#### [Problem details]
Write out all the data again, exactly as it stands.

#### [Data for review]
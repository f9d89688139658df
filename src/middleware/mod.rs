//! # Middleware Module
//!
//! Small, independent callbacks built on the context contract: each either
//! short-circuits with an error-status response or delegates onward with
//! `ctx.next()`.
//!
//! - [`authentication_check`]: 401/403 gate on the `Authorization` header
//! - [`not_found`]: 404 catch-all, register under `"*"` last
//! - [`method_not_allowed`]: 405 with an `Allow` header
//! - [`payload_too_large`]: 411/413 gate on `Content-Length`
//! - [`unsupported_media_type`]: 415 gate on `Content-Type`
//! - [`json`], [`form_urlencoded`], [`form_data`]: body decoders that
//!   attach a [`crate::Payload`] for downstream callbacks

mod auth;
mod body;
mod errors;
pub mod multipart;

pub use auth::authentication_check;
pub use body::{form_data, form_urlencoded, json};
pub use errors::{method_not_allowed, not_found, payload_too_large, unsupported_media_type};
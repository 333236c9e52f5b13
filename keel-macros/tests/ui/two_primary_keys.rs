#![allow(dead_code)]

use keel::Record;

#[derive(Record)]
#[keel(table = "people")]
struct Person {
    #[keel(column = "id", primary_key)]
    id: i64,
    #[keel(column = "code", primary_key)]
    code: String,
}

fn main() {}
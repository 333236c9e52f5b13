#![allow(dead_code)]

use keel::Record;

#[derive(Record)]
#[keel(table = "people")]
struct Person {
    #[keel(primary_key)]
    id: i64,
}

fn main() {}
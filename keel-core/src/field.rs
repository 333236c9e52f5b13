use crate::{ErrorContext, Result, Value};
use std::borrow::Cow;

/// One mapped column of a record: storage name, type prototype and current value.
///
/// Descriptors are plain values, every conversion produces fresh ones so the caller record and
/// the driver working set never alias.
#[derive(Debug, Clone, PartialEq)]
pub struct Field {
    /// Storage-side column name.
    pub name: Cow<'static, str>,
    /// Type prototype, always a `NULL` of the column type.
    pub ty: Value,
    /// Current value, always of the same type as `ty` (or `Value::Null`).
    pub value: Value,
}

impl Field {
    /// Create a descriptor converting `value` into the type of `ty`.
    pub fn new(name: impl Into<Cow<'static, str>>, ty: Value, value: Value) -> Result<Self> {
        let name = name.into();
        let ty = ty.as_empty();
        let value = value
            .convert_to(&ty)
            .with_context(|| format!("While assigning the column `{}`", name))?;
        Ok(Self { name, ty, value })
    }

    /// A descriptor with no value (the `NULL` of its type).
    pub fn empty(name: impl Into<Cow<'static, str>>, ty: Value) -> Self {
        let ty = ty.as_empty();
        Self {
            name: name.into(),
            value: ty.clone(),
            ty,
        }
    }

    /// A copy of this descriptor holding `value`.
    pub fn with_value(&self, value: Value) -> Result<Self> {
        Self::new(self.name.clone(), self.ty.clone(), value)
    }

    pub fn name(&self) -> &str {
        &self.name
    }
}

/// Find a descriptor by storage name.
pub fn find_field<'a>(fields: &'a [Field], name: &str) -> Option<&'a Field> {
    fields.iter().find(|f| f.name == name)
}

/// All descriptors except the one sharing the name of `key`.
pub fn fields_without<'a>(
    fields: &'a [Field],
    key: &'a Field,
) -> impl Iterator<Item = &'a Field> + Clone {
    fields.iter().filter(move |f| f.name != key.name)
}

#### [Result for this task]
repository f9d89688139658df
filename src/middleware/mod.rs
//! # Middleware Module
//!
//! Small, independent callbacks built on the context contract: each either
//! short-circuits with an error-status response or delegates onward with
//! `ctx.next()`.
//!
//! - [`authentication_check`]: 401/403 gate on the `Authorization` header
//! - [`not_found`]: 404 catch-all, register under `"*"` last
//! - [`method_not_allowed`]: 405 with an `Allow` header
//! - [`payload_too_large`]: 411/413 gate on `Content-Length`
//! - [`unsupported_media_type`]: 415 gate on `Content-Type`
//! - [`json`], [`form_urlencoded`], [`form_data`]: body decoders that
//!   attach a [`crate::Payload`] for downstream callbacks

mod auth;
mod body;
mod errors;
pub mod multipart;

pub use auth::authentication_check;
pub use body::{form_data, form_urlencoded, json};
pub use errors::{method_not_allowed, not_found, payload_too_large, unsupported_media_type};
repository 333236c9e52f5b13
filename keel-macros/tests/ui/two_primary_keys.rs
#![allow(dead_code)]

use keel::Record;

#[derive(Record)]
#[keel(table = "people")]
struct Person {
    #[keel(column = "id", primary_key)]
    id: i64,
    #[keel(column = "code", primary_key)]
    code: String,
}

fn main() {}
repository 333236c9e52f5b13
#![allow(dead_code)]

use keel::Record;

#[derive(Record)]
#[keel(table = "people")]
struct Person {
    #[keel(primary_key)]
    id: i64,
}

fn main() {}
filename keel-core/src/field.rs
repository 333236c9e52f5b13
use crate::{ErrorContext, Result, Value};
use std::borrow::Cow;

/// One mapped column of a record: storage name, type prototype and current value.
///
/// Descriptors are plain values, every conversion produces fresh ones so the caller record and
/// the driver working set never alias.
#[derive(Debug, Clone, PartialEq)]
pub struct Field {
    /// Storage-side column name.
    pub name: Cow<'static, str>,
    /// Type prototype, always a `NULL` of the column type.
    pub ty: Value,
    /// Current value, always of the same type as `ty` (or `Value::Null`).
    pub value: Value,
}

impl Field {
    /// Create a descriptor converting `value` into the type of `ty`.
    pub fn new(name: impl Into<Cow<'static, str>>, ty: Value, value: Value) -> Result<Self> {
        let name = name.into();
        let ty = ty.as_empty();
        let value = value
            .convert_to(&ty)
            .with_context(|| format!("While assigning the column `{}`", name))?;
        Ok(Self { name, ty, value })
    }

    /// A descriptor with no value (the `NULL` of its type).
    pub fn empty(name: impl Into<Cow<'static, str>>, ty: Value) -> Self {
        let ty = ty.as_empty();
        Self {
            name: name.into(),
            value: ty.clone(),
            ty,
        }
    }

    /// A copy of this descriptor holding `value`.
    pub fn with_value(&self, value: Value) -> Result<Self> {
        Self::new(self.name.clone(), self.ty.clone(), value)
    }

    pub fn name(&self) -> &str {
        &self.name
    }
}

/// Find a descriptor by storage name.
pub fn find_field<'a>(fields: &'a [Field], name: &str) -> Option<&'a Field> {
    fields.iter().find(|f| f.name == name)
}

/// All descriptors except the one sharing the name of `key`.
pub fn fields_without<'a>(
    fields: &'a [Field],
    key: &'a Field,
) -> impl Iterator<Item = &'a Field> + Clone {
    fields.iter().filter(move |f| f.name != key.name)
}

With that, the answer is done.